Le DJ a interrompu son set à Genève après plusieurs intrusions et comportements déplacés autour du booth. Sa réaction est parfaitement compréhensible et rappelle aussi à quel point la scène électro sait défendre certaines limites avec forcet beaucoup moins systématiquement d’autres. English article.
Samedi 5 septembre, pendant son set au Motel Campo à Genève, DJ Nobu a fait quelque chose qu’il dit n’avoir jamais fait auparavant. Couper lui-même la musique.

Des personnes tentaient de toucher ses clés USB, entraient dans le booth, passaient leurs bras autour de lui pour prendre des photos ou lui envoyaient la lumière de leurs téléphones au visage. Dans un communiqué publié ensuite sur Instagram et relayé par Resident Advisor, le DJ japonais explique avoir considéré que la situation n’était « plus normale » et avoir baissé le fader pour s’adresser directement au public. Après son intervention, raconte-t-il, l’atmosphère s’est nettement améliorée et la soirée a pu continuer.
Il a eu raison de poser une limite. Un booth n’est pas un photomaton et payer son entrée ne donne pas accès au corps du DJ, à son matériel ou à son espace de travail. Mais cette histoire provoque chez nous aussi une autre réflexion.
On sait donc s’indigner collectivement
Quelques heures suffisent généralement pour qu’un comportement irrespectueux envers un DJ soit commenté, partagé et condamné. Quand un artiste explique qu’une limite a été franchie, son témoignage est entendu. On rappelle immédiatement qu’il faut respecter les artistes, leur espace, leur concentration et leurs conditions de travail.
Et inversement, quand un-e DJ dépasse les limites (envers la sécurité ou son public par exemple) internet se fait une joie de faire un callout assez agressif, surtout lorsqu’il s’agit d’une femme.
On aimerait retrouver cette même détermination lorsque les personnes qui racontent avoir été agressées ou harcelées dans cette industrie sont des femmes.
Et la question ne concerne pas seulement ce qui arrive au public sur le dancefloor. Elle concerne aussi celles qui travaillent dans la scène, toutes les pros qui doivent faire tous les jours avec ces agresseurs.
Le UK Musicians’ Census révélait ainsi que 33 % des femmes interrogées avaient subi du harcèlement sexuel dans le cadre de leur travail de musicienne. Une étude européenne consacrée aux violences sexualisées dans les environnements nocturnes relevait de son côté que 46,4 % des femmes interrogées déclaraient subir « toujours » ou « très souvent » certaines formes normalisées de violences sexuelles lorsqu’elles sortaient la nuit.

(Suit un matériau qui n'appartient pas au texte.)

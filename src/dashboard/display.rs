use crate::models::{PowerPair, SensorKind, SensorSample, SeriesPoint, Statistics};
use crate::series::{QueryWindow, TimeRange};
use chrono::{DateTime, Utc};
use serde::Serialize;
use std::collections::BTreeMap;
use std::sync::atomic::{AtomicU64, Ordering};
use tokio::sync::RwLock;
use tracing::debug;

#[derive(Debug, Clone, PartialEq, Serialize)]
pub struct EnergyPanel {
    pub pair: PowerPair,
    pub series: Vec<SeriesPoint>,
    pub statistics: Statistics,
}

/// Everything one full fetch cycle produced.
#[derive(Debug, Clone, PartialEq, Serialize)]
pub struct DashboardSnapshot {
    pub range: TimeRange,
    pub window: QueryWindow,
    pub energy: Option<EnergyPanel>,
    pub samples: BTreeMap<SensorKind, Vec<SensorSample>>,
    pub loaded_at: DateTime<Utc>,
}

#[derive(Debug, Clone, PartialEq, Serialize)]
pub struct CurrentValues {
    pub pair: PowerPair,
    pub point: SeriesPoint,
}

#[derive(Debug, Clone, Copy, PartialEq, Eq)]
enum Slot {
    Snapshot,
    Current,
}

/// Proof that a fetch was started; only the newest ticket of a slot may commit.
#[derive(Debug, Clone, Copy, PartialEq, Eq)]
pub struct Ticket {
    slot: Slot,
    generation: u64,
}

impl Ticket {
    pub fn generation(&self) -> u64 {
        self.generation
    }
}

#[derive(Debug, Default)]
struct Inner {
    snapshot: Option<DashboardSnapshot>,
    current: Option<CurrentValues>,
    last_error: Option<String>,
}

/// Shared display state written by fetch completions.
///
/// Each fetch takes a [`Ticket`]; a response whose ticket is older than the
/// newest one issued for its slot is dropped, so a slow stale response can
/// never overwrite a newer one. Failures keep the previous data.
#[derive(Debug, Default)]
pub struct DisplayState {
    snapshot_generation: AtomicU64,
    current_generation: AtomicU64,
    inner: RwLock<Inner>,
}

impl DisplayState {
    pub fn new() -> Self {
        Self::default()
    }

    pub fn begin_snapshot(&self) -> Ticket {
        Ticket {
            slot: Slot::Snapshot,
            generation: self.snapshot_generation.fetch_add(1, Ordering::SeqCst) + 1,
        }
    }

    pub fn begin_current(&self) -> Ticket {
        Ticket {
            slot: Slot::Current,
            generation: self.current_generation.fetch_add(1, Ordering::SeqCst) + 1,
        }
    }

    fn is_latest(&self, ticket: Ticket) -> bool {
        let newest = match ticket.slot {
            Slot::Snapshot => self.snapshot_generation.load(Ordering::SeqCst),
            Slot::Current => self.current_generation.load(Ordering::SeqCst),
        };
        ticket.generation == newest
    }

    /// Stores the snapshot unless a newer fetch was started. Returns whether it was stored.
    pub async fn commit_snapshot(&self, ticket: Ticket, mut snapshot: DashboardSnapshot) -> bool {
        debug_assert_eq!(ticket.slot, Slot::Snapshot);
        let mut inner = self.inner.write().await;
        if !self.is_latest(ticket) {
            debug!(generation = ticket.generation, "discarding stale snapshot");
            return false;
        }
        if let (Some(energy), Some(current)) = (snapshot.energy.as_mut(), inner.current.as_ref()) {
            if energy.pair == current.pair && !energy.series.is_empty() {
                energy.statistics.current_production = current.point.production;
                energy.statistics.current_consumption = current.point.consumption;
            }
        }
        inner.snapshot = Some(snapshot);
        inner.last_error = None;
        true
    }

    /// Stores fresh current values and patches the committed statistics for the same pair.
    pub async fn commit_current(&self, ticket: Ticket, current: CurrentValues) -> bool {
        debug_assert_eq!(ticket.slot, Slot::Current);
        let mut inner = self.inner.write().await;
        if !self.is_latest(ticket) {
            debug!(generation = ticket.generation, "discarding stale current values");
            return false;
        }
        if let Some(energy) = inner.snapshot.as_mut().and_then(|s| s.energy.as_mut()) {
            if energy.pair == current.pair && !energy.series.is_empty() {
                energy.statistics.current_production = current.point.production;
                energy.statistics.current_consumption = current.point.consumption;
            }
        }
        inner.current = Some(current);
        true
    }

    /// Records a failed fetch; previously committed data stays untouched.
    pub async fn record_error(&self, ticket: Ticket, message: impl Into<String>) -> bool {
        let mut inner = self.inner.write().await;
        if !self.is_latest(ticket) {
            debug!(generation = ticket.generation, "discarding stale error");
            return false;
        }
        inner.last_error = Some(message.into());
        true
    }

    pub async fn snapshot(&self) -> Option<DashboardSnapshot> {
        self.inner.read().await.snapshot.clone()
    }

    pub async fn current(&self) -> Option<CurrentValues> {
        self.inner.read().await.current.clone()
    }

    pub async fn last_error(&self) -> Option<String> {
        self.inner.read().await.last_error.clone()
    }
}
pub async fn health() -> &'static str {
    "OK"
}
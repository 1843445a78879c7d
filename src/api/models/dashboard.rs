use crate::dashboard::{CurrentValues, DashboardSnapshot};
use crate::models::SensorSelection;
use serde::{Deserialize, Serialize};

/// Body of a refresh call. Missing fields fall back to the configured
/// default range and to every catalog sensor.
#[derive(Debug, Default, Deserialize)]
pub struct RefreshRequest {
    #[serde(default)]
    pub range: Option<String>,
    #[serde(default)]
    pub selection: Option<SensorSelection>,
}

#[derive(Debug, Serialize)]
pub struct DashboardResponse {
    pub snapshot: Option<DashboardSnapshot>,
    pub current: Option<CurrentValues>,
    pub last_error: Option<String>,
}
use super::{api_error, range_or, ApiResult};
use crate::api::models::{EnergySeriesParams, EnergySeriesResponse};
use crate::api::AppState;
use crate::dashboard::CurrentValues;
use crate::models::PowerPair;
use axum::{
    extract::{Query, State},
    response::Json,
};
use chrono::Utc;

/// Reconciled production/consumption series for a window. Sensors not named
/// in the query keep their configured role.
pub async fn get_series(
    State(state): State<AppState>,
    Query(params): Query<EnergySeriesParams>,
) -> ApiResult<EnergySeriesResponse> {
    let roles = state.service.roles();
    let pair = PowerPair {
        production: params
            .production
            .unwrap_or_else(|| roles.production.clone()),
        consumption: params
            .consumption
            .unwrap_or_else(|| roles.consumption.clone()),
    };
    let range = range_or(params.range.as_deref(), state.config.dashboard.default_range);
    let window = range.window(Utc::now());

    let panel = state
        .service
        .load_energy(&pair, window)
        .await
        .map_err(api_error)?;

    Ok(Json(EnergySeriesResponse::new(
        range,
        window,
        panel.pair,
        panel.series,
        panel.statistics,
    )))
}

/// Current values as last stored by the poller, if any.
pub async fn get_latest(State(state): State<AppState>) -> ApiResult<Option<CurrentValues>> {
    Ok(Json(state.service.display().current().await))
}
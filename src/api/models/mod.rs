pub mod dashboard;
pub mod energy;
pub mod sensors;

use serde::{Deserialize, Serialize};

pub use dashboard::{DashboardResponse, RefreshRequest};
pub use energy::{EnergySeriesParams, EnergySeriesResponse};
pub use sensors::{AvailableSensorsResponse, SamplesParams, SamplesResponse, SensorGroup};

#[derive(Debug, Serialize, Deserialize)]
pub struct ErrorResponse {
    pub error: String,
}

Pourtant, lorsqu’une affaire de violences sexuelles traverse le milieu musical, la solidarité devient souvent beaucoup plus compliquée. Les prises de parole se font rares. Certains expliquent qu’ils ne savent pas quoi dire. D’autres préfèrent ne pas « prendre parti ». On continue parfois à partager un lineup, accepter un booking ou faire comme si le sujet appartenait uniquement aux personnes directement concernées.
Évidemment, respecter la présomption d’innocence et distinguer une accusation d’une condamnation judiciaire reste indispensable. Cela n’empêche absolument pas de soutenir les victimes, de demander que les signalements soient pris au sérieux, d’exiger des procédures de safeguarding ou de refuser que des comportements dangereux soient banalisés.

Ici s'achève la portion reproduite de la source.